■ **Assigned task**: What you return must be the lines of the data that hold the word "scope".

■ **Data records**:
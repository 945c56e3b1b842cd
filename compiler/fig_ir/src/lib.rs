//! Fig IR - the data model shared by every stage of the Fig pipeline.
//!
//! - [`Token`]: lexer output, either a structural marker or one literal character
//! - [`Name`]: an identifier awaiting resolution
//! - [`Form`] / [`SExpression`]: parser output
//! - [`Value`]: tagged runtime values, each carrying an "ignored" flag
//! - [`Function`]: user-defined closures and native builtins
//! - [`Environment`]: copy-on-write name → value bindings
//! - [`Primitive`]: untyped data crossing the builtin boundary, with
//!   [`wrap`] / [`unwrap`] conversions
//!
//! Data flows source text → tokens → forms → values, and the final
//! [`Environment`] is what gets exported.

mod environment;
mod form;
mod name;
mod token;
mod value;

pub use environment::Environment;
pub use form::{Form, SExpression};
pub use name::Name;
pub use token::Token;
pub use value::{
    unwrap, wrap, Builtin, Function, FunctionBody, NativeError, NativeFn, Primitive, Value,
    ValueKind, WrapError,
};
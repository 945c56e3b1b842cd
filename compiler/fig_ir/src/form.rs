//! Parsed forms.
//!
//! A program parses into a forest of [`Form`]s. S-expressions are not
//! first-class values: they live only in that forest and inside the body of a
//! user-defined [`Function`](crate::Function).

use crate::{Name, Value};

/// One parsed node: an atom or a parenthesized form.
#[derive(Clone, Debug, PartialEq)]
pub enum Form {
    Value(Value),
    SExpr(SExpression),
}

impl Form {
    /// Shorthand for building an S-expression node.
    pub fn sexpr(form_name: impl Into<Name>, children: Vec<Form>) -> Self {
        Form::SExpr(SExpression::new(form_name, children))
    }

    /// Shorthand for a name atom.
    pub fn name(identifier: impl Into<Name>) -> Self {
        Form::Value(Value::name(identifier))
    }

    /// The S-expression inside this form, if it is one.
    pub fn as_sexpr(&self) -> Option<&SExpression> {
        match self {
            Form::SExpr(sexpr) => Some(sexpr),
            Form::Value(_) => None,
        }
    }

    /// The value inside this form, if it is an atom.
    pub fn as_value(&self) -> Option<&Value> {
        match self {
            Form::Value(value) => Some(value),
            Form::SExpr(_) => None,
        }
    }
}

impl From<Value> for Form {
    fn from(value: Value) -> Self {
        Form::Value(value)
    }
}

impl From<SExpression> for Form {
    fn from(sexpr: SExpression) -> Self {
        Form::SExpr(sexpr)
    }
}

/// `(form_name child...)`: a special form or a function application.
#[derive(Clone, Debug, PartialEq)]
pub struct SExpression {
    pub form_name: Name,
    pub children: Vec<Form>,
}

impl SExpression {
    pub fn new(form_name: impl Into<Name>, children: Vec<Form>) -> Self {
        SExpression {
            form_name: form_name.into(),
            children,
        }
    }
}
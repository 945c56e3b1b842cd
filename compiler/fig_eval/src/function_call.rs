//! General application.

use fig_ir::{unwrap, Environment, Function, FunctionBody, Primitive, SExpression, Value};

use crate::errors::{self, EvalError, EvalResult};
use crate::evaluate::{evaluate, resolve, Evaluation};

/// `(name arg ...)` where `name` is not a special form.
///
/// Arguments are evaluated left to right, each against the caller's
/// environment. The caller's environment is returned unchanged.
pub(crate) fn evaluate_application(sexpr: &SExpression, env: Environment) -> EvalResult {
    let name = sexpr.form_name.as_str();
    let callee = env.get(name).ok_or_else(|| errors::no_such_function(name))?;
    let function = callee
        .as_function()
        .ok_or_else(|| errors::not_a_function(name, callee))?
        .clone();

    let args = sexpr
        .children
        .iter()
        .map(|child| evaluate(child, env.clone()).map(|evaluated| evaluated.value))
        .collect::<Result<Vec<_>, _>>()?;

    let value = apply(&function, args, &env)?;
    Ok(Evaluation::new(value, env))
}

/// Apply `function` to already evaluated arguments.
///
/// Fails if fewer arguments than declared parameters are supplied; extra
/// arguments are ignored by user functions and passed on to natives.
/// Natives receive unwrapped primitives. User functions evaluate their body
/// in their captured scope, overlaid with `caller_env`, overlaid with the
/// parameter bindings. A name produced by the body is resolved once more in
/// that scope.
#[tracing::instrument(
    level = "debug",
    skip_all,
    fields(function = %function.name(), args = args.len())
)]
pub fn apply(
    function: &Function,
    args: Vec<Value>,
    caller_env: &Environment,
) -> Result<Value, EvalError> {
    let params = function.params();
    if args.len() < params.len() {
        return Err(errors::not_enough_arguments(
            function.name().as_str(),
            params.len(),
            args.len(),
        ));
    }

    match function.body() {
        FunctionBody::Native(native) => {
            let primitives: Vec<Primitive> = args.iter().map(unwrap).collect();
            native
                .call(&primitives)
                .map_err(|err| errors::native_error(function.name().as_str(), err))
        }
        FunctionBody::Form(body) => {
            let mut scope = function.scope().clone();
            scope.merge_from(caller_env);
            for (param, arg) in params.iter().zip(args) {
                scope.define(param.as_str(), arg);
            }
            let result = evaluate(body, scope.clone())?.value;
            resolve(&result, &scope)
        }
    }
}
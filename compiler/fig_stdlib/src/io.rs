//! Builtins that touch the host: output, process environment, and the
//! export-exclusion flag.

use fig_ir::{wrap, Builtin, NativeError, Primitive, Value};

use crate::args;
use crate::print_handler::SharedPrintHandler;

/// `print`: writes its arguments separated by spaces, then a newline.
pub(crate) struct Print {
    handler: SharedPrintHandler,
}

impl Print {
    pub(crate) fn new(handler: SharedPrintHandler) -> Self {
        Print { handler }
    }
}

impl Builtin for Print {
    fn call(&self, args: &[Primitive]) -> Result<Value, NativeError> {
        let line = args
            .iter()
            .map(ToString::to_string)
            .collect::<Vec<_>>()
            .join(" ");
        self.handler.println(&line);
        Ok(Value::unassigned())
    }
}

/// `(env "NAME")`: the variable's value, or `""` when unset.
pub(crate) fn env(args: &[Primitive]) -> Result<Value, NativeError> {
    args::exactly("env", args, 1)?;
    let name = args::string("env", &args[0])?;
    Ok(Value::string(std::env::var(name).unwrap_or_default()))
}

pub(crate) fn ignored(args: &[Primitive]) -> Result<Value, NativeError> {
    args::exactly("ignored", args, 1)?;
    Ok(wrap(args[0].clone())?.into_ignored())
}
//! Arithmetic and numeric comparison.
//!
//! Arithmetic folds left over two or more numbers. The result is an integer
//! when every argument is an integer and a float as soon as one is not.

use std::cmp::Ordering;

use fig_ir::{NativeError, Primitive, Value};

use crate::args::{self, Number};

type IntOp = fn(i64, i64) -> Option<i64>;
type FloatOp = fn(f64, f64) -> f64;

fn fold(
    builtin: &str,
    args: &[Primitive],
    int_op: IntOp,
    float_op: FloatOp,
) -> Result<Value, NativeError> {
    args::at_least(builtin, args, 2)?;
    let numbers = args::numbers(builtin, args)?;

    let ints: Option<Vec<i64>> = numbers
        .iter()
        .map(|n| match n {
            Number::Int(i) => Some(*i),
            Number::Float(_) => None,
        })
        .collect();

    match ints {
        Some(ints) => {
            let mut acc = ints[0];
            for &next in &ints[1..] {
                acc = int_op(acc, next).ok_or_else(|| integer_overflow(builtin))?;
            }
            Ok(Value::int(acc))
        }
        None => {
            let acc = numbers[1..]
                .iter()
                .fold(numbers[0].to_f64(), |acc, next| float_op(acc, next.to_f64()));
            Ok(Value::float(acc))
        }
    }
}

#[cold]
fn integer_overflow(builtin: &str) -> NativeError {
    NativeError::new(format!("integer overflow in {builtin}"))
}

#[cold]
fn division_by_zero() -> NativeError {
    NativeError::new("cannot divide by zero")
}

#[cold]
fn modulo_by_zero() -> NativeError {
    NativeError::new("cannot take a remainder modulo zero")
}

pub(crate) fn add(args: &[Primitive]) -> Result<Value, NativeError> {
    fold("+", args, i64::checked_add, |a, b| a + b)
}

pub(crate) fn subtract(args: &[Primitive]) -> Result<Value, NativeError> {
    fold("-", args, i64::checked_sub, |a, b| a - b)
}

pub(crate) fn multiply(args: &[Primitive]) -> Result<Value, NativeError> {
    fold("*", args, i64::checked_mul, |a, b| a * b)
}

/// Integer division truncates toward zero.
pub(crate) fn divide(args: &[Primitive]) -> Result<Value, NativeError> {
    for divisor in args.iter().skip(1) {
        if args::number("/", divisor)?.is_zero() {
            return Err(division_by_zero());
        }
    }
    fold("/", args, i64::checked_div, |a, b| a / b)
}

pub(crate) fn modulo(args: &[Primitive]) -> Result<Value, NativeError> {
    args::exactly("%", args, 2)?;
    let dividend = args::int("%", &args[0])?;
    let divisor = args::int("%", &args[1])?;
    if divisor == 0 {
        return Err(modulo_by_zero());
    }
    dividend
        .checked_rem(divisor)
        .map(Value::int)
        .ok_or_else(|| integer_overflow("%"))
}

/// Order two numeric arguments. Integers compare exactly; anything
/// involving a float compares as floats. `None` when a NaN is involved.
fn compare(builtin: &str, args: &[Primitive]) -> Result<Option<Ordering>, NativeError> {
    args::exactly(builtin, args, 2)?;
    let lhs = args::number(builtin, &args[0])?;
    let rhs = args::number(builtin, &args[1])?;
    Ok(match (lhs, rhs) {
        (Number::Int(a), Number::Int(b)) => Some(a.cmp(&b)),
        (a, b) => a.to_f64().partial_cmp(&b.to_f64()),
    })
}

pub(crate) fn greater_than(args: &[Primitive]) -> Result<Value, NativeError> {
    let ordering = compare(">", args)?;
    Ok(Value::bool(ordering == Some(Ordering::Greater)))
}

pub(crate) fn less_than(args: &[Primitive]) -> Result<Value, NativeError> {
    let ordering = compare("<", args)?;
    Ok(Value::bool(ordering == Some(Ordering::Less)))
}

pub(crate) fn greater_or_equal(args: &[Primitive]) -> Result<Value, NativeError> {
    let ordering = compare(">=", args)?;
    Ok(Value::bool(matches!(
        ordering,
        Some(Ordering::Greater | Ordering::Equal)
    )))
}

pub(crate) fn less_or_equal(args: &[Primitive]) -> Result<Value, NativeError> {
    let ordering = compare("<=", args)?;
    Ok(Value::bool(matches!(
        ordering,
        Some(Ordering::Less | Ordering::Equal)
    )))
}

■ **Solution below**:
/// in their captured scope, overlaid with `caller_env`, overlaid with the
/// that scope.
            let mut scope = function.scope().clone();
            scope.merge_from(caller_env);
                scope.define(param.as_str(), arg);
            let result = evaluate(body, scope.clone())?.value;
            resolve(&result, &scope)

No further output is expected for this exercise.